What we actually want to do is to create a factory-function that takes our PSpline group as the input, creates an appropriate transition function under the hood and finally returns a fully functioning GibbsKernel.

def tau2_gibbs_kernel(p_spline: PSpline) -> gs.GibbsKernel:
    """Builds a Gibbs kernel for a smoothing parameter with an inverse gamma prior."""
    position_key = p_spline["tau2"].name

    def transition(prng_key, model_state):
        a_prior = p_spline.value_from(model_state, "a")
        b_prior = p_spline.value_from(model_state, "b")

        rank = p_spline.value_from(model_state, "rank")
        K = p_spline.value_from(model_state, "penalty")

        beta = p_spline.value_from(model_state, "coef")

        a_gibbs = jnp.squeeze(a_prior + 0.5 * rank)
        b_gibbs = jnp.squeeze(b_prior + 0.5 * (beta @ K @ beta))

        draw = b_gibbs / jax.random.gamma(prng_key, a_gibbs)

        return {position_key: draw}

    return gs.GibbsKernel([position_key], transition)

Most of the work here is done by the Group.value_from() method, which is nothing more than syntactic sugar for extracting a variable’s value from a model state using only the short and meaningful name of that variable within its group. For example, the call

beta = p_spline.value_from(model_state, "coef")

replaces a call like the following:

beta = model_state["long_unique_variable_name_coef"]

Supercharging your groups#

Groups are convenient tools for building re-usable model components. But with two simple tricks, they can be even more powerful:

  1. Assign group members as attributes to the group. This enables syntax completion - do I need to say more?

  2. Document the group’s init parameters and attributes. This will make your code much more re-usable by your future self and maybe even by other users.

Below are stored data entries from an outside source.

//! Route handlers. Every path answers with a JSON body, including failures.

use axum::{
    Json,
    extract::{Query, State, rejection::JsonRejection},
    http::StatusCode,
    response::{IntoResponse, Response},
};
use serde::Deserialize;
use serde_json::{Map, Value, json};
use std::sync::Arc;
use tracing::{error, info, warn};

use super::app::AppState;
use crate::assistant::ChatMessage;
use crate::assistant::prompts::Language;
use crate::model::{DatasetError, NormalizedQuote, PriceOutcome, PriceUnit};
use crate::reference::{CLIMATE_ZONES, SOIL_TYPES, sample_price};
use crate::utils::{format_inr_per_kg, utc_timestamp};

const TRY_AGAIN: &str = "Could not reach the market price service. Please try again shortly.";

#[derive(Debug, Deserialize)]
pub(crate) struct CropParams {
    crop: Option<String>,
}

#[derive(Debug, Deserialize)]
pub(crate) struct ProductParams {
    product: Option<String>,
    crop: Option<String>,
}

#[derive(Debug, Deserialize)]
pub(crate) struct AdviceRequest {
    soil_type: Option<String>,
    climate: Option<String>,
    language: Option<String>,
    messages: Option<Vec<ChatMessage>>,
    query: Option<String>,
}

enum LookupFailure {
    NotConfigured(&'static str),
    Transport(DatasetError),
}

fn error_body(status: StatusCode, message: impl Into<String>) -> Response {
    (
        status,
        Json(json!({"status": "error", "error": message.into()})),
    )
        .into_response()
}

fn required(value: Option<String>) -> Option<String> {
    value
        .map(|v| v.trim().to_string())
        .filter(|v| !v.is_empty())
}

async fn lookup_price(state: &AppState, crop: &str) -> Result<PriceOutcome, LookupFailure> {
    let Some(price_query) = &state.price_query else {
        return Err(LookupFailure::NotConfigured(
            "Market prices are unavailable: DATA_GOV_API_KEY is not configured.",
        ));
    };
    price_query
        .get_price(crop)
        .await
        .map_err(LookupFailure::Transport)
}

fn failure_response(crop: &str, failure: LookupFailure) -> Response {
    match failure {
        LookupFailure::NotConfigured(message) => {
            warn!("Price lookup for '{}' skipped: not configured", crop);
            error_body(StatusCode::SERVICE_UNAVAILABLE, message)
        }
        LookupFailure::Transport(e) => {
            error!("Price lookup for '{}' failed: {}", crop, e);
            error_body(StatusCode::BAD_GATEWAY, TRY_AGAIN)
        }
    }
}

fn unit_label(unit: PriceUnit) -> &'static str {
    match unit {
        PriceUnit::PerQuintal => "per quintal",
        PriceUnit::PerKilogram => "per kg",
        PriceUnit::PerTonne => "per tonne",
        PriceUnit::Unknown => "unit unknown",
    }
}

fn describe_quote(quote: &NormalizedQuote) -> String {
    let mut lines = Vec::new();
    if let Some(market) = &quote.market {
        lines.push(format!("Market: {}", market));
    }
    if let Some(date) = &quote.date {
        lines.push(format!("Date: {}", date));
    }
    let inferred = if quote.unit_inferred { " (inferred)" } else { "" };
    lines.push(format!(
        "Reported: ₹{} {}{}",
        quote.raw_price,
        unit_label(quote.unit_used),
        inferred
    ));
    lines.join("\n")
}

/// `GET /market_price?crop=`
pub(crate) async fn market_price(
    State(state): State<Arc<AppState>>,
    Query(params): Query<CropParams>,
) -> Response {
    let Some(crop) = required(params.crop) else {
        return error_body(
            StatusCode::BAD_REQUEST,
            "Please provide crop parameter, e.g. ?crop=wheat",
        );
    };

    match lookup_price(&state, &crop).await {
        Ok(PriceOutcome::Found(quote)) => Json(json!({
            "status": "found",
            "crop": crop,
            "price_in_inr_per_kg": format_inr_per_kg(quote.price_per_kg),
            "quote": quote,
        }))
        .into_response(),
        Ok(PriceOutcome::NotFound(reason)) => Json(json!({
            "status": "not_found",
            "crop": crop,
            "reason": reason,
            "message": reason.message(&crop),
        }))
        .into_response(),
        Err(failure) => failure_response(&crop, failure),
    }
}

/// `GET /market_online?product=` in the search-results shape the web client renders.
pub(crate) async fn market_online(
    State(state): State<Arc<AppState>>,
    Query(params): Query<ProductParams>,
) -> Response {
    let Some(product) = required(params.product).or_else(|| required(params.crop)) else {
        return error_body(
            StatusCode::BAD_REQUEST,
            "Please provide product parameter, e.g. ?product=wheat",
        );
    };

    match lookup_price(&state, &product).await {
        Ok(PriceOutcome::Found(quote)) => Json(json!({
            "results": [{
                "title": quote.crop,
                "description": describe_quote(&quote),
                "price_in_inr_per_kg": format_inr_per_kg(quote.price_per_kg),
            }]
        }))
        .into_response(),
        Ok(PriceOutcome::NotFound(reason)) => Json(json!({
            "results": [],
            "message": reason.message(&product),
        }))
        .into_response(),
        Err(failure) => failure_response(&product, failure),
    }
}

/// `GET /market?crop=` against the static sample table.
pub(crate) async fn sample_market(Query(params): Query<CropParams>) -> Response {
    let Some(crop) = required(params.crop).map(|c| c.to_lowercase()) else {
        return error_body(
            StatusCode::BAD_REQUEST,
            "Please provide crop parameter, e.g. ?crop=rice",
        );
    };

    match sample_price(&crop) {
        Some(entry) => Json(json!({
            "crop": crop,
            "price_per_kg": entry.price_per_kg,
            "link": entry.link,
        }))
        .into_response(),
        None => Json(json!({
            "crop": crop,
            "message": format!("No static data for '{}'. Try searching a mandi portal.", crop),
            "suggested_link": format!(
                "https://www.google.com/search?q={}+market+price",
                crop.replace(' ', "+")
            ),
        }))
        .into_response(),
    }
}

fn table_json(table: &[(&str, &str)]) -> Value {
    let map: Map<String, Value> = table
        .iter()
        .map(|(k, v)| (k.to_string(), Value::from(*v)))
        .collect();
    Value::Object(map)
}

/// `GET /reference`
pub(crate) async fn reference_tables() -> Json<Value> {
    Json(json!({
        "soil_types": table_json(SOIL_TYPES),
        "climate_zones": table_json(CLIMATE_ZONES),
    }))
}

fn opening_message(req: &AdviceRequest) -> String {
    format!(
        "Soil Type: {}\nClimate: {}\nQuery: {}",
        req.soil_type.as_deref().unwrap_or(""),
        req.climate.as_deref().unwrap_or(""),
        req.query.as_deref().unwrap_or("")
    )
}

/// `POST /get_advice`
pub(crate) async fn get_advice(
    State(state): State<Arc<AppState>>,
    payload: Result<Json<AdviceRequest>, JsonRejection>,
) -> Response {
    let req = match payload {
        Ok(Json(req)) => req,
        Err(rejection) => {
            warn!("Rejected advice request: {}", rejection.body_text());
            return error_body(rejection.status(), rejection.body_text());
        }
    };
    let language = Language::from_selector(req.language.as_deref());
    let messages = match &req.messages {
        Some(messages) if !messages.is_empty() => messages.clone(),
        _ => vec![ChatMessage::user(opening_message(&req))],
    };
    info!(
        "Advice requested ({} messages, {:?})",
        messages.len(),
        language
    );

    let answer = state.assistant.reply(&messages, language).await;
    Json(json!({
        "response": answer,
        "timestamp": utc_timestamp(),
    }))
    .into_response()
}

Let’s consider an example using our IGVariance class from above:

class VarianceIG(lsl.Group):
    """
    Variance parameter with an inverse gamma prior.

    Parameters
    ----------
    name
        Group name. Will also be used as the name for the variance parameter variable.
    a
        Prior shape.
    b
        Prior scale.
    """
    def __init__(
        self, name: str, a: float, b: float, start_value: float = 1000.0
    ) -> None:
        self.a = lsl.Var(a, name="f{name}_a")
        """Prior shape variable."""

        self.b = lsl.Var(b, name="f{name}_b")
        """Prior scale variable."""

        prior = lsl.Dist(tfd.InverseGamma, concentration=a_var, scale=b_var)
        self.tau2 = lsl.Param(start_value, distribution=prior, name=name)
        """Variance parameter variable."""

        super().__init__(name=name, a=self.a, b=self.b, tau2=self.tau2)

This concludes our tutorial on group usage.